Josh: So overall, the positioning you've landed on for Artemis is AI battling ai. Where do you think we are now in terms of how AI is changing the market and risk landscape?
Shachar: So part of the reason we started the company at the time that we started was because we have seen the freight landscape change from our purview at AWS and abnormal security where we saw most customers environments in the world. And we saw how the attacks starts to accelerate in velocity and increase in sophistication as the cost to perform a sophisticated attack is when going down.
That was about a year ago. it only increased much faster than anyone expected. And there is also a very large report at Crowd is published in March 26 on how the time to perform an attack went down dramatically. And another report. It's on tropic release in November 25 that basically saw the same thing.
When we think three years out in the future. We believe that most work will be done by agents. AI will direct the intent, sorry. Humans will direct the intent, but AI will execute it. And that we go for probably most, let's say, work in the world. But specifically for cybersecurity, we believe that adversaries and attackers will use AI to attack companies and they'll be able to do it much faster than previously possible.
And that means that on the defenders side, defenders need to adapt as well. And this is why we positioned Artemis as AI Native protection platform to help companies protect their environment, detect and stop attacks within seconds, and replace the traditional workflows that are very human heavy, and assume that attacks will take hours to days to weeks.
Dan: been waging an AI versus AI war my entire career. when we were at Twitter, it was various kinds of spam bots and various kinds of comment, bots and all types of different automated systems aiming to game the various Twitter algorithms and squeeze money out of people and scam people and juice, different kinds of ad placements.
And there's all kinds of machine learning models that we built to detect these kinds of automated activities and clamp down on them. when I was at abnormal, the, really, the first waves of AI in cybersecurity really beginning to be shocking in the scale of the change came when you had the ability to automatically generate emails that seemed extremely relevant and extremely, good English and very convincing via the early stages of generative AI is, it was relatively shortly after the first chat BT launch, that it was possible for attackers anywhere in the world to be able to generate extremely topically relevant.

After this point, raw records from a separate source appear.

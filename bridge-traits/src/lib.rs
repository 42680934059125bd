//! # Host Bridge Traits
//!
//! Abstraction traits between the indexing core and the outside world.
//!
//! ## Overview
//!
//! This crate defines the contract between the core library and the concrete
//! connectors and host adapters. The core never talks to a network service or
//! the filesystem directly; it receives trait objects built by `core-service`.
//!
//! ## Traits
//!
//! ### Networking
//! - [`HttpClient`](http::HttpClient) - Async HTTP operations with auth helpers and retry
//!
//! ### Remote Services
//! - [`ObjectStorage`](storage::ObjectStorage) - Container/object listing, metadata, downloads
//! - [`Trainer`](trainer::Trainer) - Classifier training jobs and classification
//! - [`CorpusStore`](trainer::CorpusStore) - Durable copy of submitted training data
//!
//! ### Utilities
//! - [`Clock`](time::Clock) - Time source for deterministic testing
//! - [`LoggerSink`](time::LoggerSink) - Forward structured logs to host logging
//!
//! ## Implementations
//!
//! | Trait | Implementation Crate |
//! |-------|---------------------|
//! | `HttpClient`, `CorpusStore` | `bridge-desktop` |
//! | `ObjectStorage` | `provider-swift` |
//! | `Trainer` | `provider-nlc` |
//!
//! ## Error Handling
//!
//! All bridge traits use the [`BridgeError`](error::BridgeError) type. Connectors
//! convert their own error enums into it so the core sees one error surface.
//!
//! ## Thread Safety
//!
//! All bridge traits require `Send + Sync` bounds; the engine shares them
//! across spawned tasks behind `Arc`.

pub mod error;
pub mod http;
pub mod storage;
pub mod time;
pub mod trainer;

pub use error::BridgeError;

// Re-export commonly used types
pub use http::{HttpClient, HttpMethod, HttpRequest, HttpResponse, RetryPolicy};
pub use storage::{ContainerRef, ObjectEntry, ObjectMetadata, ObjectRef, ObjectStorage};
pub use time::{Clock, LogEntry, LogLevel, LoggerSink, SystemClock};
pub use trainer::{
    ClassScore, ClassifyResponse, CorpusLabels, CorpusRow, CorpusStore, JobStatus, Trainer,
    TrainingCorpus, TrainingJob,
};
//! Corpus Store Implementation using Tokio

use async_trait::async_trait;
use bridge_traits::{
    error::{BridgeError, Result},
    trainer::CorpusStore,
};
use bytes::Bytes;
use std::path::{Path, PathBuf};
use tokio::fs;
use tracing::debug;

/// Keeps one CSV file per training job under a directory.
pub struct FileCorpusStore {
    root: PathBuf,
}

impl FileCorpusStore {
    /// Store under the platform data directory (`<data>/os-search/corpora`)
    pub fn new() -> Self {
        let root = dirs::data_dir()
            .unwrap_or_else(|| {
                dirs::home_dir()
                    .unwrap_or_else(|| PathBuf::from("."))
                    .join(".local")
                    .join("share")
            })
            .join("os-search")
            .join("corpora");

        Self { root }
    }

    pub fn with_directory(root: impl Into<PathBuf>) -> Self {
        Self { root: root.into() }
    }

    pub fn directory(&self) -> &Path {
        &self.root
    }

    fn file_for(&self, job_id: &str) -> Result<PathBuf> {
        let valid = !job_id.is_empty()
            && job_id
                .chars()
                .all(|c| c.is_ascii_alphanumeric() || c == '-' || c == '_');
        if !valid {
            return Err(BridgeError::OperationFailed(format!(
                "Invalid job id for corpus store: {:?}",
                job_id
            )));
        }
        Ok(self.root.join(format!("{}.csv", job_id)))
    }
}

impl Default for FileCorpusStore {
    fn default() -> Self {
        Self::new()
    }
}

#[async_trait]
impl CorpusStore for FileCorpusStore {
    async fn save(&self, job_id: &str, training_data: Bytes) -> Result<()> {
        let path = self.file_for(job_id)?;
        fs::create_dir_all(&self.root).await?;

        // Stage then rename into place.
        let staging = path.with_extension("csv.tmp");
        fs::write(&staging, &training_data).await?;
        fs::rename(&staging, &path).await?;

        debug!(job_id, path = ?path, bytes = training_data.len(), "Stored training corpus");
        Ok(())
    }

    async fn load(&self, job_id: &str) -> Result<Option<Bytes>> {
        let path = self.file_for(job_id)?;
        match fs::read(&path).await {
            Ok(data) => Ok(Some(Bytes::from(data))),
            Err(e) if e.kind() == std::io::ErrorKind::NotFound => Ok(None),
            Err(e) => Err(BridgeError::Io(e)),
        }
    }
}

#[cfg(test)]
mod tests {
    use super::*;
    use std::env;

    fn scratch_dir(name: &str) -> PathBuf {
        env::temp_dir().join(format!("os-search-{}-{}", name, std::process::id()))
    }

    #[tokio::test]
    async fn test_save_and_load() {
        let store = FileCorpusStore::with_directory(scratch_dir("save-load"));
        let data = Bytes::from("tag 1,/c1/Image1.jpg\n");

        store.save("job-1", data.clone()).await.unwrap();
        assert_eq!(store.load("job-1").await.unwrap(), Some(data));

        let _ = fs::remove_dir_all(store.directory()).await;
    }

    #[tokio::test]
    async fn test_load_missing_job() {
        let store = FileCorpusStore::with_directory(scratch_dir("missing"));
        assert_eq!(store.load("never-trained").await.unwrap(), None);
    }

    #[tokio::test]
    async fn test_rejects_path_like_job_ids() {
        let store = FileCorpusStore::with_directory(scratch_dir("reject"));
        assert!(store.save("../escape", Bytes::new()).await.is_err());
        assert!(store.load("").await.is_err());
    }
}
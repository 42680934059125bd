use thiserror::Error;

#[derive(Error, Debug)]
pub enum Error {
    #[error("Configuration error: {0}")]
    Config(String),

    #[error("Required setting missing: {name} not set")]
    MissingSetting { name: String },
}

pub type Result<T> = std::result::Result<T, Error>;
//! Choosing which trainer job represents "what was last indexed".
//!
//! Scan and status reconstruction share this rule so they always agree on
//! the reference job.

use bridge_traits::trainer::{JobStatus, TrainingJob};

/// Most recently created job that is `Training` or `Available`.
///
/// Jobs in any other status are ignored. On equal creation times the job
/// listed last wins.
pub fn most_recent_usable(jobs: &[TrainingJob]) -> Option<&TrainingJob> {
    jobs.iter()
        .filter(|job| job.status.is_usable())
        .max_by_key(|job| job.created)
}

/// A job the trainer is still training, if any
pub fn training_in_progress(jobs: &[TrainingJob]) -> Option<&TrainingJob> {
    jobs.iter().find(|job| job.status == JobStatus::Training)
}
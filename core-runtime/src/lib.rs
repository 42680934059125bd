//! # Core Runtime Module
//!
//! Foundational runtime infrastructure shared by the indexing crates:
//! - Logging and tracing infrastructure
//! - Configuration loading and validation
//! - Event bus for scan/training notifications
//!
//! ## Overview
//!
//! Nothing in here talks to a remote service. `core-service` reads an
//! [`EngineConfig`](config::EngineConfig), initializes logging, and hands an
//! [`EventBus`](events::EventBus) to the engine.

pub mod config;
pub mod error;
pub mod events;
pub mod logging;

pub use error::{Error, Result};
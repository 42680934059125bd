//! # Desktop Bridge Implementations
//!
//! Default implementations of bridge traits for desktop and server hosts
//! (macOS, Windows, Linux).
//!
//! ## Overview
//!
//! - `HttpClient` using `reqwest`
//! - `CorpusStore` using `tokio::fs`, one CSV file per training job
//!
//! ## Usage
//!
//! ```ignore
//! use bridge_desktop::{FileCorpusStore, ReqwestHttpClient};
//!
//! #[tokio::main]
//! async fn main() -> bridge_traits::error::Result<()> {
//!     let http_client = ReqwestHttpClient::new()?;
//!     let corpus_store = FileCorpusStore::with_directory("/var/lib/os-search");
//!
//!     // Hand both to core_service::CoreDependencies
//!     Ok(())
//! }
//! ```

mod corpus_store;
mod http;

pub use corpus_store::FileCorpusStore;
pub use http::ReqwestHttpClient;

Phishing emails and send them out in mass. We saw humongous amounts of that at abnormal. That was a humongous problem for many, customers that we built technology to defend against and protect against. We saw it increasingly get better and had to increasingly improve the systems that we built in order to fight against it.
And now, most recently, you have agents that are really a different paradigm than either of the automated bot attacks or the, AI generated texts, social engineering kinds of attacks that are structured to be able to perform these multi-stage reasoning and very fast exploitation. And fighting against this, in my mind, is somewhat of a natural extension.
I, I've just seen these techniques getting better and better, different kinds of techniques over time. it's very clear that this is how all the various adversarial games, that we have to play in order to keep people safe and build a safe, safe internet and safe world.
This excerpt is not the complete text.